*** Opening Dataset content ***
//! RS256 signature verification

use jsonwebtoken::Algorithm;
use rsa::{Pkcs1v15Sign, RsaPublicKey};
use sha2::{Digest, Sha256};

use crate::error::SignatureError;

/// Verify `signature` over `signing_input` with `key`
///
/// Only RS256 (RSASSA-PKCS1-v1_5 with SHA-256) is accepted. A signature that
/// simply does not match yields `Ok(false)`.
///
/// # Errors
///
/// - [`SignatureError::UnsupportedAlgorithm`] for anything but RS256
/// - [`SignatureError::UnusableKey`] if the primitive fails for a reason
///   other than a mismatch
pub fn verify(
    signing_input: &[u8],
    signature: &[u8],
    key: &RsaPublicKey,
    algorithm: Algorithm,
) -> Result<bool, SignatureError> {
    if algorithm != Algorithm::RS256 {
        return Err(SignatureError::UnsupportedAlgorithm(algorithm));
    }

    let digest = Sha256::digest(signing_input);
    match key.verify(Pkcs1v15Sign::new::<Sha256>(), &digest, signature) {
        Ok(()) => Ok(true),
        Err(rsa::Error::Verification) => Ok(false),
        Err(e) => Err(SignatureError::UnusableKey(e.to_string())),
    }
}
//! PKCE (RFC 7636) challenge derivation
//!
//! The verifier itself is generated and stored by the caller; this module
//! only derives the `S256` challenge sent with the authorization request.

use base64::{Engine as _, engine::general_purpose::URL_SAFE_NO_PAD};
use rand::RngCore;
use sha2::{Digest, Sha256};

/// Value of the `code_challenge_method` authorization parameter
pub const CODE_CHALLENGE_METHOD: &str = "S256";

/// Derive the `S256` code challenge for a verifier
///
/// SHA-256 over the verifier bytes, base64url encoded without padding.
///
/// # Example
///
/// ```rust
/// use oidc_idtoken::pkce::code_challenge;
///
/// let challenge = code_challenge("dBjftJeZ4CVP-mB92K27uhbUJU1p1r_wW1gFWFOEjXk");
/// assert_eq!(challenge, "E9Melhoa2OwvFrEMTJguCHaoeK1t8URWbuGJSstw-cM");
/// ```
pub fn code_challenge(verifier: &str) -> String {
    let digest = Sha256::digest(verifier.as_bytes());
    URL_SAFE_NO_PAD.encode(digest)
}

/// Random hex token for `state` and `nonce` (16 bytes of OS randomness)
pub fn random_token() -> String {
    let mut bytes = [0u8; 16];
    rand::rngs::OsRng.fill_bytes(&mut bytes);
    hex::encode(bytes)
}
*** Closing Dataset content ***
_Task goal_
Make a word-for-word copy of the records.

_Solution to this problem_
//! RS256 signature verification

use jsonwebtoken::Algorithm;
use rsa::{Pkcs1v15Sign, RsaPublicKey};
use sha2::{Digest, Sha256};

use crate::error::SignatureError;

/// Verify `signature` over `signing_input` with `key`
///
/// Only RS256 (RSASSA-PKCS1-v1_5 with SHA-256) is accepted. A signature that
/// simply does not match yields `Ok(false)`.
///
/// # Errors
///
/// - [`SignatureError::UnsupportedAlgorithm`] for anything but RS256
/// - [`SignatureError::UnusableKey`] if the primitive fails for a reason
///   other than a mismatch
pub fn verify(
    signing_input: &[u8],
    signature: &[u8],
    key: &RsaPublicKey,
    algorithm: Algorithm,
) -> Result<bool, SignatureError> {
    if algorithm != Algorithm::RS256 {
        return Err(SignatureError::UnsupportedAlgorithm(algorithm));
    }

    let digest = Sha256::digest(signing_input);
    match key.verify(Pkcs1v15Sign::new::<Sha256>(), &digest, signature) {
        Ok(()) => Ok(true),
        Err(rsa::Error::Verification) => Ok(false),
        Err(e) => Err(SignatureError::UnusableKey(e.to_string())),
    }
}
//! PKCE (RFC 7636) challenge derivation
//!
//! The verifier itself is generated and stored by the caller; this module
//! only derives the `S256` challenge sent with the authorization request.

use base64::{Engine as _, engine::general_purpose::URL_SAFE_NO_PAD};
use rand::RngCore;
use sha2::{Digest, Sha256};

/// Value of the `code_challenge_method` authorization parameter
pub const CODE_CHALLENGE_METHOD: &str = "S256";

/// Derive the `S256` code challenge for a verifier
///
/// SHA-256 over the verifier bytes, base64url encoded without padding.
///
/// # Example
///
/// ```rust
/// use oidc_idtoken::pkce::code_challenge;
///
/// let challenge = code_challenge("dBjftJeZ4CVP-mB92K27uhbUJU1p1r_wW1gFWFOEjXk");
/// assert_eq!(challenge, "E9Melhoa2OwvFrEMTJguCHaoeK1t8URWbuGJSstw-cM");
/// ```
pub fn code_challenge(verifier: &str) -> String {
    let digest = Sha256::digest(verifier.as_bytes());
    URL_SAFE_NO_PAD.encode(digest)
}

/// Random hex token for `state` and `nonce` (16 bytes of OS randomness)
pub fn random_token() -> String {
    let mut bytes = [0u8; 16];
    rand::rngs::OsRng.fill_bytes(&mut bytes);
    hex::encode(bytes)
}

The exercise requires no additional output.